Gericht: Bayerischer Verwaltungsgerichtshof
Beschluss verkündet am 30.09.2004
Aktenzeichen: 26 C 04.939
Rechtsgebiete: GKG


Vorschriften:

GKG a.F. § 13 Abs. 1 Satz 1
GKG a.F. § 14 Abs. 1
GKG a.F. § 14 Abs. 2
GKG i.d.F. d. KostRMoG vom 05.05.2004 § 52 Abs. 1 Satz 1
GKG i.d.F. d. KostRMoG vom 05.05.2004 § 47 Abs. 1
GKG i.d.F. d. KostRMoG vom 05.05.2004 § 47 Abs. 2
Klagt der Bauherr gegen einen Bescheid, durch den auf den Widerspruch Drittbetroffener die ihm erteilte Baugenehmigung aufgehoben wird, so ist der Streitwert nicht in entsprechender Anwendung von § 14 Abs. 2 Satz 1 GKG a.F. (nunmehr § 47 Abs. 2 Satz 1 GKG i.d.F. des KostRMoG vom 5.5.2004 BGBl I S. 718) durch den Wert des Interesses der Drittbetroffenen an der Aufhebung der Baugenehmigung begrenzt (a.A. 20. Senat des Bayer. Verwaltungsgerichtshofs, Beschluss vom 18.9.2002 - 20 C 02.1735 BayVBl. 2003, 636).
Bayerischer Verwaltungsgerichtshof

26 C 04.939

In der Verwaltungsstreitsache

wegen

Teilanfechtung des Widerspruchsbescheids;

hier: Beschwerde der Bevollmächtigten der Beigeladenen zu 2 und 3 gegen den Beschluss des Bayerischen Verwaltungsgerichts Bayreuth vom 17. 03.2004

erlässt der Bayerische Verwaltungsgerichtshof,26. Senat,

durch den Vorsitzenden Richter am Verwaltungsgerichtshof Renk, den Richter am Verwaltungsgerichtshof Roßkopf, den Richter am Verwaltungsgerichtshof Fießelmann,

ohne mündliche Verhandlung am 30. September 2004 folgenden

Beschluss:

Tenor:

Unter Änderung des Beschlusses des Bayerischen Verwaltungsgerichts Bayreuth vom 17. März 2004 wird der Streitwert auf 30.000 Euro festgesetzt.

Gründe:

I.

Die Klägerin, ein Speditionsbetrieb, begehrte mit ihrer Klage die teilweise Aufhebung von verschärfenden Nebenbestimmungen zu einem Bauvorbescheid (nächtlicher Immissionsrichtwert 39 statt 43 dB (A), Beschränkung der Anzahl der zulässigen LKW An- und Abfahrten zur Nachtzeit auf lediglich 10), die durch den angefochtenen Widerspruchsbescheid zugunsten der Beigeladenen festgesetzt worden waren. Bei diesen Begrenzungen könne sie die geplante Spedition in der vorgesehenen Größenordnung nicht wettbewerbsgerecht betreiben.

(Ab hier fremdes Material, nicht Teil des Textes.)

use utoipa::OpenApi;

use crate::models::{
    Ballot, BallotChoice, BallotFormResponse, BallotSource, Choice, EmailTemplate,
    InvitationRequest, MajorityRule, ManualBallotRequest, Member, MemberBreakdown, MemberResponse,
    OnlineBallotRequest, OverrideRepresentativeRequest, Question, QuestionChoice, QuestionRequest,
    QuestionResult, RenderTemplateRequest, RepresentedMember, RenderTemplateResponse, RenderedInvitation,
    SetRepresentativeRequest, Tally, TallyShares, Vote, VoteDraftRequest, VoteResult, VoteState,
    VoteStatus, VotingWindow,
};

#[derive(OpenApi)]
#[openapi(
    info(
        title = "SVJ Hlasování API",
        version = "1.0.0",
        description = "Backend API pro hlasování per rollam ve společenstvích vlastníků jednotek",
        contact(
            name = "SVJ Team",
            email = "podpora@svj.example.cz"
        )
    ),
    servers(
        (url = "http://localhost:8080", description = "Local development server")
    ),
    tags(
        (name = "members", description = "Členové a trvalé zastoupení"),
        (name = "votes", description = "Hlasování, jeho životní cyklus a výsledky"),
        (name = "ballots", description = "Hlasovací lístky: online odkazy a ruční zápis"),
        (name = "templates", description = "Šablony e-mailů a dosazování proměnných")
    ),
    paths(
        // Members
        crate::api::buildings::list_members,
        crate::api::members::set_representative,
        // Votes
        crate::api::buildings::list_votes,
        crate::api::buildings::create_vote,
        crate::api::votes::get_vote,
        crate::api::votes::update_vote,
        crate::api::votes::start_vote,
        crate::api::votes::close_vote,
        crate::api::votes::cancel_vote,
        crate::api::votes::override_representative,
        crate::api::votes::get_results,
        // Ballots
        crate::api::votes::submit_manual_ballot,
        crate::api::hlasovani::get_ballot_form,
        crate::api::hlasovani::submit_online_ballot,
        // Templates
        crate::api::templates::render_template,
        crate::api::votes::render_vote_invitations,
    ),
    components(
        schemas(
            Member,
            MemberResponse,
            SetRepresentativeRequest,
            VoteStatus,
            VoteState,
            VotingWindow,
            MajorityRule,
            Question,
            QuestionRequest,
            Vote,
            VoteDraftRequest,
            OverrideRepresentativeRequest,
            Choice,
            BallotChoice,
            BallotSource,
            Ballot,
            ManualBallotRequest,
            OnlineBallotRequest,
            BallotFormResponse,
            RepresentedMember,
            Tally,
            TallyShares,
            QuestionResult,
            QuestionChoice,
            MemberBreakdown,
            VoteResult,
            EmailTemplate,
            RenderTemplateRequest,
            RenderTemplateResponse,
            InvitationRequest,
            RenderedInvitation,
        )
    )
)]
pub struct ApiDoc;
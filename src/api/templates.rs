use axum::{extract::State, routing::post, Json, Router};
use validator::Validate;

use crate::error::AppResult;
use crate::models::{RenderTemplateRequest, RenderTemplateResponse, Roster};
use crate::services::{substitute, SnapshotService, SubstitutionContext};
use crate::state::AppState;

pub fn routes() -> Router<AppState> {
    Router::new().route("/render", post(render_template))
}

/// Náhled textu s dosazenými proměnnými
#[utoipa::path(
    post,
    path = "/api/v1/templates/render",
    tag = "templates",
    request_body = RenderTemplateRequest,
    responses(
        (status = 200, description = "Vykreslený text", body = RenderTemplateResponse),
        (status = 404, description = "Budova, hlasování nebo člen nenalezen"),
        (status = 422, description = "Prázdný text")
    )
)]
pub async fn render_template(
    State(state): State<AppState>,
    Json(payload): Json<RenderTemplateRequest>,
) -> AppResult<Json<RenderTemplateResponse>> {
    payload.validate()?;

    let vote = match payload.vote_id {
        Some(id) => Some(SnapshotService::load_vote(&state.pool, id).await?),
        None => None,
    };
    let building = match payload
        .building_id
        .or_else(|| vote.as_ref().map(|v| v.building_id))
    {
        Some(id) => Some(SnapshotService::load_building(&state.pool, id).await?),
        None => None,
    };
    let member = match payload.member_id {
        Some(id) => Some(SnapshotService::load_member(&state.pool, id).await?),
        None => None,
    };
    let members = match &member {
        Some(m) => SnapshotService::load_roster(&state.pool, m.building_id).await?,
        None => Vec::new(),
    };
    let variables = SnapshotService::load_variables(&state.pool).await?;
    let roster = Roster::new(&members);

    let mut context =
        SubstitutionContext::new(&state.config.public_origin).with_variables(&variables);
    if let Some(building) = &building {
        context = context.with_building(building);
    }
    if let Some(vote) = &vote {
        context = context.with_vote(vote);
    }
    if let Some(member) = &member {
        context = context.with_member(member, &roster);
    }

    Ok(Json(RenderTemplateResponse {
        text: substitute(&payload.text, &context),
    }))
}
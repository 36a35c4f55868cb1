use std::env;

#[derive(Clone, Debug)]
pub struct Config {
    pub host: String,
    pub port: u16,
    pub database_url: String,
    pub database_max_connections: u32,
    /// Veřejná adresa aplikace, ze které se skládají hlasovací odkazy.
    pub public_origin: String,
    pub default_vote_days: u32,
}

impl Config {
    pub fn from_env() -> Result<Self, env::VarError> {
        Ok(Self {
            host: env::var("HOST").unwrap_or_else(|_| "0.0.0.0".to_string()),
            port: env::var("PORT")
                .unwrap_or_else(|_| "8080".to_string())
                .parse()
                .unwrap_or(8080),
            database_url: env::var("DATABASE_URL")?,
            database_max_connections: env::var("DATABASE_MAX_CONNECTIONS")
                .unwrap_or_else(|_| "10".to_string())
                .parse()
                .unwrap_or(10),
            public_origin: env::var("PUBLIC_ORIGIN")
                .map(|origin| origin.trim_end_matches('/').to_string())
                .unwrap_or_else(|_| "http://localhost:8080".to_string()),
            default_vote_days: env::var("DEFAULT_VOTE_DAYS")
                .unwrap_or_else(|_| "7".to_string())
                .parse()
                .unwrap_or(7),
        })
    }
}
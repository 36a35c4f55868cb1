use rust_decimal::Decimal;
use serde::Serialize;
use utoipa::ToSchema;
use uuid::Uuid;

use super::{Choice, MajorityRule, VoteStatus};

/// Součty vah podle volby u jedné otázky.
#[derive(Debug, Clone, Copy, Default, Serialize, PartialEq, Eq, ToSchema)]
pub struct Tally {
    #[serde(rename = "PRO")]
    pub pro: u64,
    #[serde(rename = "PROTI")]
    pub against: u64,
    #[serde(rename = "ZDRŽEL SE")]
    pub abstain: u64,
}

impl Tally {
    pub fn add(&mut self, choice: Choice, weight: u64) {
        match choice {
            Choice::Pro => self.pro = self.pro.saturating_add(weight),
            Choice::Against => self.against = self.against.saturating_add(weight),
            Choice::Abstain => self.abstain = self.abstain.saturating_add(weight),
        }
    }

    pub fn get(&self, choice: Choice) -> u64 {
        match choice {
            Choice::Pro => self.pro,
            Choice::Against => self.against,
            Choice::Abstain => self.abstain,
        }
    }

    pub fn total(&self) -> u64 {
        self.pro
            .saturating_add(self.against)
            .saturating_add(self.abstain)
    }
}

/// Podíl jednotlivých voleb na celkové váze budovy v procentech.
#[derive(Debug, Clone, Copy, Default, Serialize, PartialEq, Eq, ToSchema)]
pub struct TallyShares {
    #[serde(rename = "PRO")]
    pub pro: Decimal,
    #[serde(rename = "PROTI")]
    pub against: Decimal,
    #[serde(rename = "ZDRŽEL SE")]
    pub abstain: Decimal,
}

#[derive(Debug, Clone, Serialize, PartialEq, Eq, ToSchema)]
#[serde(rename_all = "camelCase")]
pub struct QuestionResult {
    pub question_id: Uuid,
    pub title: String,
    pub description: String,
    #[serde(flatten)]
    pub rule: MajorityRule,
    pub rule_label: String,
    pub tallies: Tally,
    pub shares: TallyShares,
    pub passed: bool,
}

#[derive(Debug, Clone, Copy, Serialize, PartialEq, Eq, ToSchema)]
#[serde(rename_all = "camelCase")]
pub struct QuestionChoice {
    pub question_id: Uuid,
    pub choice: Option<Choice>,
}

#[derive(Debug, Clone, Serialize, PartialEq, Eq, ToSchema)]
#[serde(rename_all = "camelCase")]
pub struct MemberBreakdown {
    pub member_id: Uuid,
    pub name: String,
    pub unit_number: String,
    pub vote_weight: u64,
    /// Kdo za člena v tomto hlasování hlasuje (on sám nebo zástupce).
    pub effective_voter_id: Uuid,
    pub has_voted: bool,
    pub choices_by_question: Vec<QuestionChoice>,
}

/// Výsledek sečtení hlasování.
///
/// `passed` u otázek je konečný pouze tehdy, když `is_final` je `true`.
/// U probíhajícího hlasování jde o průběžný stav.
#[derive(Debug, Clone, Serialize, PartialEq, Eq, ToSchema)]
#[serde(rename_all = "camelCase")]
pub struct VoteResult {
    pub vote_id: Uuid,
    pub status: VoteStatus,
    pub is_final: bool,
    /// Zrušené hlasování se nevyhodnocuje, čísla jsou jen informativní.
    pub is_cancelled: bool,
    pub total_weight: u64,
    pub voted_weight: u64,
    pub voted_member_count: usize,
    pub total_member_count: usize,
    pub participation_by_head: Decimal,
    pub participation_by_weight: Decimal,
    pub question_results: Vec<QuestionResult>,
    pub individual_breakdown: Vec<MemberBreakdown>,
}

Aufgrund übereinstimmender Erledigungserklärungen stellte das Verwaltungsgericht das Verfahren mit Beschluss vom 17. März 2004 ein, überbürdete die Kosten zu je 1/3 auf die Klägerin, den Beklagten und die Beigeladenen zu 2 und 3 (letztere als Gesamtschuldner), die als Nachbarn einen Antrag auf Klageabweisung gestellt hatten. Den Streitwert setzte es mit der Begründung auf 7.500,-- Euro fest, dass nach der Rechtsprechung eines Senats des Bayerischen Verwaltungsgerichtshofs (Beschluss vom 18.9.2002 - 20 C 02.1735 BayVBl. 2003, 636) bei einer Klage des Bauherrn gegen einen Bescheid, durch den auf den Widerspruch Drittbetroffener die ihm erteilte Baugenehmigung aufgehoben wird, der Streitwert in entsprechender Anwendung von § 14 Abs. 2 Satz 1 GKG durch den Wert des Interesses der Drittbetroffenen an der Aufhebung der Baugenehmigung begrenzt sei. Das Verwaltungsgericht gehe davon aus, dass für die drei Grundstücke der Beigeladenen jeweils ein Streitwert von ca. 5000 Euro maßgeblich sei, der bei dem Vorbescheidsverfahren entsprechend Nr. 7.2 des Streitwertkatalogs zu halbieren sei.

Mit der Beschwerde beantragen die Bevollmächtigten der Beigeladenen zu 2 und 3,

den Beschluss des Verwaltungsgerichts zu ändern und den Streitwert auf 30.000,00 Euro festzusetzen.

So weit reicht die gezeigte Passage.